### Problem:
The word "scream" marks the lines to find; copy every such line from the data below.

### Extracted material:
"""
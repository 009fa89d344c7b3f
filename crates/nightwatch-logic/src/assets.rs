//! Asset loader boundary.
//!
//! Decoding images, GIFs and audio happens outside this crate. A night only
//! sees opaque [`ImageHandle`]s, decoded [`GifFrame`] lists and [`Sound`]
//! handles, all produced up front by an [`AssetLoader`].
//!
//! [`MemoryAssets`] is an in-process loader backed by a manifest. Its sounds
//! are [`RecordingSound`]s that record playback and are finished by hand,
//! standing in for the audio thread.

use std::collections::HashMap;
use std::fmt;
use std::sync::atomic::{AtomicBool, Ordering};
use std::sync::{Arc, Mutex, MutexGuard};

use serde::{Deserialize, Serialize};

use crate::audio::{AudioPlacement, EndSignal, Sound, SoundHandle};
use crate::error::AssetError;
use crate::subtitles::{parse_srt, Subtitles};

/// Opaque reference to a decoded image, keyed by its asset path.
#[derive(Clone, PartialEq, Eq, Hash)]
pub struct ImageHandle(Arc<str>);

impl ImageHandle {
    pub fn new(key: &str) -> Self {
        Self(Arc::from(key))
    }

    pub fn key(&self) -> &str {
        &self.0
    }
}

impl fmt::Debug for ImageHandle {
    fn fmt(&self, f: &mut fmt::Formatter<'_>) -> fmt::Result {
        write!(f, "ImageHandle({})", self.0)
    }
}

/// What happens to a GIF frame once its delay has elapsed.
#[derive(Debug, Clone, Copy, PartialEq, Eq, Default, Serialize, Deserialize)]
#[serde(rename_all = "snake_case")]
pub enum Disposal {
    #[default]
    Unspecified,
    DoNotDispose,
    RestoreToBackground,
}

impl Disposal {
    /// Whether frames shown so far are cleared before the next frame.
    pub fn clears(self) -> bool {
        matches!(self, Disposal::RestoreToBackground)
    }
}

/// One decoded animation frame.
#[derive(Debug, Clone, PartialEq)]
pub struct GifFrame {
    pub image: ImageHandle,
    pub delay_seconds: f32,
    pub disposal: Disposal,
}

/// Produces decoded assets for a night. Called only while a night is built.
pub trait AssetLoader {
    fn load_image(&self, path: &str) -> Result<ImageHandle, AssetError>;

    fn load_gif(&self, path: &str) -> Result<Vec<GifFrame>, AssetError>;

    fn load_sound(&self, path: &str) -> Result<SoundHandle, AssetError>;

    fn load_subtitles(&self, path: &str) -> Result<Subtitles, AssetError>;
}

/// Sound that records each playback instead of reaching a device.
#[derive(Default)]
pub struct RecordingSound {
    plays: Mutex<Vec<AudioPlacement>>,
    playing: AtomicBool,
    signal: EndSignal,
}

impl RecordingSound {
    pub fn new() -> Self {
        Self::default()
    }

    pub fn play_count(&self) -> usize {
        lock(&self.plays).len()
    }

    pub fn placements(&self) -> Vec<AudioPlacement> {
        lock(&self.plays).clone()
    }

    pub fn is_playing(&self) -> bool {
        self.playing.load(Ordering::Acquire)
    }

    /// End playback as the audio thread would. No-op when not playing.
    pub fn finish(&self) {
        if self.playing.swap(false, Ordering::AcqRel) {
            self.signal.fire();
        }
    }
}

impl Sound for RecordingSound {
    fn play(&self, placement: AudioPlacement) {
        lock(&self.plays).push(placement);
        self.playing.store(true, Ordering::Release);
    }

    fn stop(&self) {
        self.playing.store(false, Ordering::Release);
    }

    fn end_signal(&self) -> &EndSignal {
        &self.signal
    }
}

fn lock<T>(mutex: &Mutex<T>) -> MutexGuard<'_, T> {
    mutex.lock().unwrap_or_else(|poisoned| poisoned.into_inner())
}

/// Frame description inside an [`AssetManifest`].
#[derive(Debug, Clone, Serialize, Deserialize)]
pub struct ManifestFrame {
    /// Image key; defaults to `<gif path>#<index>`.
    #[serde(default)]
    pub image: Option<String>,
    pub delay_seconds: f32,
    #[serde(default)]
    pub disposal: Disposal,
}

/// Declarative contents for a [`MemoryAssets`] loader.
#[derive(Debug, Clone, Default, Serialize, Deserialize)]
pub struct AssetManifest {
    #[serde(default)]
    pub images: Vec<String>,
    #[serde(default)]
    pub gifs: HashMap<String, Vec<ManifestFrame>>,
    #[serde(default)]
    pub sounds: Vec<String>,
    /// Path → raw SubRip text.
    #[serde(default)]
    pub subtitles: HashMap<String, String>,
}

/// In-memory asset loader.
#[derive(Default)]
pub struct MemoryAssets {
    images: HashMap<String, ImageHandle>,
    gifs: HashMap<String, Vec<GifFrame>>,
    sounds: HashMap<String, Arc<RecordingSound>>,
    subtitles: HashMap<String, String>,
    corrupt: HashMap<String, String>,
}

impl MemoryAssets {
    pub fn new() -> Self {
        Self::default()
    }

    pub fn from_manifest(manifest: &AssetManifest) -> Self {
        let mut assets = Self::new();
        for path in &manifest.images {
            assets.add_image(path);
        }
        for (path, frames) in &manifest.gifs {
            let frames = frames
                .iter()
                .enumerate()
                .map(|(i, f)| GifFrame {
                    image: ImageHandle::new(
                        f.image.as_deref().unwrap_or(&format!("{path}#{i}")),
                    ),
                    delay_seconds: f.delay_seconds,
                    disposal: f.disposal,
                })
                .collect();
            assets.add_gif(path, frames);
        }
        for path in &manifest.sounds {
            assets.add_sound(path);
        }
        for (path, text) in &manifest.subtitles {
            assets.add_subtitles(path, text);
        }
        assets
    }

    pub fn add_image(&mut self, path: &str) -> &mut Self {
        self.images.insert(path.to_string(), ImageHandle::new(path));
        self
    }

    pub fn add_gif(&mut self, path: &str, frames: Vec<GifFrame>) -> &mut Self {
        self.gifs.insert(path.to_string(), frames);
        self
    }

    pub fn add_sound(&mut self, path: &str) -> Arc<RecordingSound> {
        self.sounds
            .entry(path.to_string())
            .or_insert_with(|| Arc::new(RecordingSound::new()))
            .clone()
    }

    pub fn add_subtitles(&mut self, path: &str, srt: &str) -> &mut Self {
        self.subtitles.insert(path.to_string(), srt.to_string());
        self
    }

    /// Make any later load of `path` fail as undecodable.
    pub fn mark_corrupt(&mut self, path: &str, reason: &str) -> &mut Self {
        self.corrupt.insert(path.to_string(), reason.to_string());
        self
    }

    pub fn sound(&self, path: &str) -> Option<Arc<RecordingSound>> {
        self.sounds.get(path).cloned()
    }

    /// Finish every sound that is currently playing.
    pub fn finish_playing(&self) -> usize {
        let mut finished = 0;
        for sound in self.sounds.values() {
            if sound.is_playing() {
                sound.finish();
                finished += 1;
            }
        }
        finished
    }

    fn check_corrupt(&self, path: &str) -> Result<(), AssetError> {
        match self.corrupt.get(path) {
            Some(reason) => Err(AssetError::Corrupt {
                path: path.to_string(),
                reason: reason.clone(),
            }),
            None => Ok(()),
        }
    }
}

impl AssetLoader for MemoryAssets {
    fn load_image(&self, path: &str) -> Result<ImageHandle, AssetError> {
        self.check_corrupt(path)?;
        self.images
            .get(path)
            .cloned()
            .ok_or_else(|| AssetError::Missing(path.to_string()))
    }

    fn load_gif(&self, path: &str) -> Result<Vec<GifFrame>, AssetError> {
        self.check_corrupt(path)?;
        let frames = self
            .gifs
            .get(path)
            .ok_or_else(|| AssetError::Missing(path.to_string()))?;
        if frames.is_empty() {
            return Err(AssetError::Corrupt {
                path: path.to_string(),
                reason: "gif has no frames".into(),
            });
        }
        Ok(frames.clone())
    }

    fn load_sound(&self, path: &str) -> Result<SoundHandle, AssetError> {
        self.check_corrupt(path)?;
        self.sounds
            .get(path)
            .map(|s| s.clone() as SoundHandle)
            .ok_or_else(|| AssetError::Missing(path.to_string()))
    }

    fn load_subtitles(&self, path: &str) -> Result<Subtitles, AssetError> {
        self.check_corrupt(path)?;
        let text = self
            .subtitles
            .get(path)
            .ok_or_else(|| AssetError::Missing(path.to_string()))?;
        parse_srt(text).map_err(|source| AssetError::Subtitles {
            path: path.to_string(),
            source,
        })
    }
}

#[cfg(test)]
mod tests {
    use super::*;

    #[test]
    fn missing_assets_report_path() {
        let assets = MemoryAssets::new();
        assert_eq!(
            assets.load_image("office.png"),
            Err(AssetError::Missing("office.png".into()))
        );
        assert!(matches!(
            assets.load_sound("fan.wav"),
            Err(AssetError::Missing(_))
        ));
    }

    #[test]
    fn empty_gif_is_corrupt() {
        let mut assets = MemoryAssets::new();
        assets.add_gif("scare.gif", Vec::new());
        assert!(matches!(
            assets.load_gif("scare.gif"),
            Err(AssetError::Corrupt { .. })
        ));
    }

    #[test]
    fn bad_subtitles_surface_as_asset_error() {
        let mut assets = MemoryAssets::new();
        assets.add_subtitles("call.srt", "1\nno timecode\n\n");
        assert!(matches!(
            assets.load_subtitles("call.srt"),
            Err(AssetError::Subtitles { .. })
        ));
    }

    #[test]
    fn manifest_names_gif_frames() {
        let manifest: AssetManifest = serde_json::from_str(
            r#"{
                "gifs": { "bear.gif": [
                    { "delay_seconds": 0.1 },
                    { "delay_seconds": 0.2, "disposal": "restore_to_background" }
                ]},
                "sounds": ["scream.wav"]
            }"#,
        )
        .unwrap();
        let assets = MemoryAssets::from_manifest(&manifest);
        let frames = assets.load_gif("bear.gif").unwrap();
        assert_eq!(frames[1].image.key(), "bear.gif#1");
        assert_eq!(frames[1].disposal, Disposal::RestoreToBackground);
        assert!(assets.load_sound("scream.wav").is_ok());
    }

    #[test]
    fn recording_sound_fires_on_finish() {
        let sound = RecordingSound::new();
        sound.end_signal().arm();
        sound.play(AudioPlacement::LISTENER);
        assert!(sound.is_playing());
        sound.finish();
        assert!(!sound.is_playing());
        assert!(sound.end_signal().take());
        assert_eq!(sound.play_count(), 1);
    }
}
"""
"""
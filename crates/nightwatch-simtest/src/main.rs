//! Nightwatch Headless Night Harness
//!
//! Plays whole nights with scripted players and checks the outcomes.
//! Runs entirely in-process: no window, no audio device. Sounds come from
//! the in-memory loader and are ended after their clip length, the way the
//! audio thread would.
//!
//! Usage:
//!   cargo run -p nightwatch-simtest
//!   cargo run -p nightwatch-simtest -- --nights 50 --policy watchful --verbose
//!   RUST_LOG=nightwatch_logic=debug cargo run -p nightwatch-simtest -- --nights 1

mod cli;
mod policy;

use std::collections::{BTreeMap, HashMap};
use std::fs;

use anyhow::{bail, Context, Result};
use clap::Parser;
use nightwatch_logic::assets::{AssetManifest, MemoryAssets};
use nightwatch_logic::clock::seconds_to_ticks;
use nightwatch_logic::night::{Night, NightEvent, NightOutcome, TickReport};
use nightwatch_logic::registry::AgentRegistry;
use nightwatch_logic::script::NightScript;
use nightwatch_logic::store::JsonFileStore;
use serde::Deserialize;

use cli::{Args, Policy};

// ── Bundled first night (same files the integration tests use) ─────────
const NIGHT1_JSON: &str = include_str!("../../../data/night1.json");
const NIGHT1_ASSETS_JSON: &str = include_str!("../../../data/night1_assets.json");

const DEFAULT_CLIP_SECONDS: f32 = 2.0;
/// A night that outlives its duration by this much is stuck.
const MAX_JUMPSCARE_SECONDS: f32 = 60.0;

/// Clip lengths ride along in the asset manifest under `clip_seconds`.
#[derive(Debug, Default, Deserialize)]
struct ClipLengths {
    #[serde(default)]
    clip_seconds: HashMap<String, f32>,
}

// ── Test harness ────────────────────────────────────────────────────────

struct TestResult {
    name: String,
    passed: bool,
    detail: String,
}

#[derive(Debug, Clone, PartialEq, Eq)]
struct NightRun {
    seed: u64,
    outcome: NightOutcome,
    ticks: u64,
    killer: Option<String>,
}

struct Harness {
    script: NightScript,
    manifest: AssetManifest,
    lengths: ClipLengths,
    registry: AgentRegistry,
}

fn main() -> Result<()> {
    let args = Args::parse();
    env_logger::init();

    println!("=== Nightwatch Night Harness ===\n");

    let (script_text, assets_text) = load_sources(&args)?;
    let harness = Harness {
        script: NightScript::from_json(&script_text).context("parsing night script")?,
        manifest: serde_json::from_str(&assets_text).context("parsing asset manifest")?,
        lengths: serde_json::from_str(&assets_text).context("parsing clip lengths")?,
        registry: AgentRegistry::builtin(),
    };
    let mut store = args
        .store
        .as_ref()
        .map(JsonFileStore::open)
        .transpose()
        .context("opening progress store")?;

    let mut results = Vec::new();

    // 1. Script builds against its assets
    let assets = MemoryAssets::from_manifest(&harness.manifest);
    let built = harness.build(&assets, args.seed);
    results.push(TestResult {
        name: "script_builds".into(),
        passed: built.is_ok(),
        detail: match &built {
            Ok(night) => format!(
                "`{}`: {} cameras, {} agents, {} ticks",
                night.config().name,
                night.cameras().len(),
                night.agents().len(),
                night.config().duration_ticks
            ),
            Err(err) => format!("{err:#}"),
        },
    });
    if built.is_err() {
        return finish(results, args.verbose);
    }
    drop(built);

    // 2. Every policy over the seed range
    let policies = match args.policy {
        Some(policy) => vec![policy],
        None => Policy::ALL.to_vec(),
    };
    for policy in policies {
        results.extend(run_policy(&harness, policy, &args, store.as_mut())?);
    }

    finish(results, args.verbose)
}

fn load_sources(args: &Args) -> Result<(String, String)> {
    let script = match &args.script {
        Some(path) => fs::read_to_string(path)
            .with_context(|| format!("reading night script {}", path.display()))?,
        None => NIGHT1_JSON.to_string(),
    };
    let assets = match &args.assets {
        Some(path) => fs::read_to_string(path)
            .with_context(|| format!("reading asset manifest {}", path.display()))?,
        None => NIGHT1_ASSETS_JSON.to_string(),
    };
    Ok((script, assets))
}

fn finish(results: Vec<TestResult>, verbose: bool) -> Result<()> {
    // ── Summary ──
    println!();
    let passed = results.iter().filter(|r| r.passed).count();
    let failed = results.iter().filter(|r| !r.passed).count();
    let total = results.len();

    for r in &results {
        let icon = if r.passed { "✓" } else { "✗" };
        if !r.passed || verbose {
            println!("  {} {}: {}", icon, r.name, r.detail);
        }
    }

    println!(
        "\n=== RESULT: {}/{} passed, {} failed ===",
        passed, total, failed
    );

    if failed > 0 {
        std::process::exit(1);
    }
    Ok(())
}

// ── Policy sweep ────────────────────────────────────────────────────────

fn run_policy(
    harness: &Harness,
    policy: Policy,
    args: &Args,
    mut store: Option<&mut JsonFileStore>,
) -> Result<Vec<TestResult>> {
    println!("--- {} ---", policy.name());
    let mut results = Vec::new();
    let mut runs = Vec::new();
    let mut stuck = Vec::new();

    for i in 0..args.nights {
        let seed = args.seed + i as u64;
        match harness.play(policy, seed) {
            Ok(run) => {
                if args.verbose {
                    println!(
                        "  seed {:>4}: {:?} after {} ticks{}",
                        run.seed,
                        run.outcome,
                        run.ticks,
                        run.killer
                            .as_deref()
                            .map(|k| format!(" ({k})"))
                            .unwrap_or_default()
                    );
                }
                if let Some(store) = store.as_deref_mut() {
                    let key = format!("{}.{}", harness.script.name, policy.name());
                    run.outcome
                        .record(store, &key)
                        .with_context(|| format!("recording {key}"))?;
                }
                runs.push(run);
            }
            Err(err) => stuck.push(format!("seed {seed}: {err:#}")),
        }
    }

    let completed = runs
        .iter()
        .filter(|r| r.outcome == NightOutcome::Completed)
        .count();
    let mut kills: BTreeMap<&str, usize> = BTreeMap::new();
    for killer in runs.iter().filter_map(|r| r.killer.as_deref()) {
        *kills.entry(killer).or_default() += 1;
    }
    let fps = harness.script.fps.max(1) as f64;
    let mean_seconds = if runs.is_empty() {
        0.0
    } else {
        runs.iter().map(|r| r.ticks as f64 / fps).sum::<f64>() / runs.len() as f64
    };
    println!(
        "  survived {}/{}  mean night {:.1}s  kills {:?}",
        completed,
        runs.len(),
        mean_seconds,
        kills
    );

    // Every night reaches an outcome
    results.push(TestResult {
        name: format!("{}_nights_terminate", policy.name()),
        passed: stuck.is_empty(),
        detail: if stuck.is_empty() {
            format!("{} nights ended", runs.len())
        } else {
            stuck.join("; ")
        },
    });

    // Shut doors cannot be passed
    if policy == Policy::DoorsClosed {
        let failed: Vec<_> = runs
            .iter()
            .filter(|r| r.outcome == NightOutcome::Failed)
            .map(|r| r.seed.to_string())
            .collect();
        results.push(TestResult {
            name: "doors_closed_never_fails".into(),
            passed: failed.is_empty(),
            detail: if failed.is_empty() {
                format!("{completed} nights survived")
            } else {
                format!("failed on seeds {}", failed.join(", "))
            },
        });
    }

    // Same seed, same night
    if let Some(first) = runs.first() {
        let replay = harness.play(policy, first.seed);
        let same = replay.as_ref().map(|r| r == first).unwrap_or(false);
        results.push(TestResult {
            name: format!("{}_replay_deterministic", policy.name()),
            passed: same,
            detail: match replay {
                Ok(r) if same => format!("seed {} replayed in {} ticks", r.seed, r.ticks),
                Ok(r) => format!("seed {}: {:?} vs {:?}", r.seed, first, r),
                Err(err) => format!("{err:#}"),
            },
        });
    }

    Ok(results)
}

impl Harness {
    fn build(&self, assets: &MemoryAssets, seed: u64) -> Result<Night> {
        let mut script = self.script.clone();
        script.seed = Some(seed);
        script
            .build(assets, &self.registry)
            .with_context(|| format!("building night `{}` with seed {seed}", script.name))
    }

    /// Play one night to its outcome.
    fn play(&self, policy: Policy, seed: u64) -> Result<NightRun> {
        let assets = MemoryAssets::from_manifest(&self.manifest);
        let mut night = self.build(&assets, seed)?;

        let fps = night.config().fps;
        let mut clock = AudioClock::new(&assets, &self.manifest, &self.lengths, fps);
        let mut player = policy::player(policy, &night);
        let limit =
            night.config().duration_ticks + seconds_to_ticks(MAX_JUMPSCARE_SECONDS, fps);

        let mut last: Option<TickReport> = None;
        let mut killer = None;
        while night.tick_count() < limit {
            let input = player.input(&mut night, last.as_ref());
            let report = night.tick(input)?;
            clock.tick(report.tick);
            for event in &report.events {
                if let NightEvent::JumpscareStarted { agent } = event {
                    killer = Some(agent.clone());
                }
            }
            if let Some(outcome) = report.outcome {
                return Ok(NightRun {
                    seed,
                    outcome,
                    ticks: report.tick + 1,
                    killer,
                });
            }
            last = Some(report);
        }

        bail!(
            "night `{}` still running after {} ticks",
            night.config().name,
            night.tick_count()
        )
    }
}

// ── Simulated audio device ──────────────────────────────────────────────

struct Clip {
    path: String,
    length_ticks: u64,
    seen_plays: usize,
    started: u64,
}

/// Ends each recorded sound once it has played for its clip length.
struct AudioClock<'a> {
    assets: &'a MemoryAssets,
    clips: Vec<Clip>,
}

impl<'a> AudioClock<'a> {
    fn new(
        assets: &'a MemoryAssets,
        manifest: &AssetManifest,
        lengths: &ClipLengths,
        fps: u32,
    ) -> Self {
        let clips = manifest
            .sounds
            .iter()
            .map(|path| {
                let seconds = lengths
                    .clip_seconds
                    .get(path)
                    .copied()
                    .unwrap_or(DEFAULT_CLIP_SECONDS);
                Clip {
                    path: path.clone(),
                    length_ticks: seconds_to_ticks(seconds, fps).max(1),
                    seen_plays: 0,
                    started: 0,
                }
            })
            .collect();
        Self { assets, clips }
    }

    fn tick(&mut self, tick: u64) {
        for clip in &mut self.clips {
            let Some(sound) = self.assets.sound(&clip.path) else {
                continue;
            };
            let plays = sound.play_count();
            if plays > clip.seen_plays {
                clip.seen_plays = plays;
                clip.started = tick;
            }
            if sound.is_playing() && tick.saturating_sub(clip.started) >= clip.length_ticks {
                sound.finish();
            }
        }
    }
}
"""
### Completed task:
                "sounds": ["scream.wav"]
        assert!(assets.load_sound("scream.wav").is_ok());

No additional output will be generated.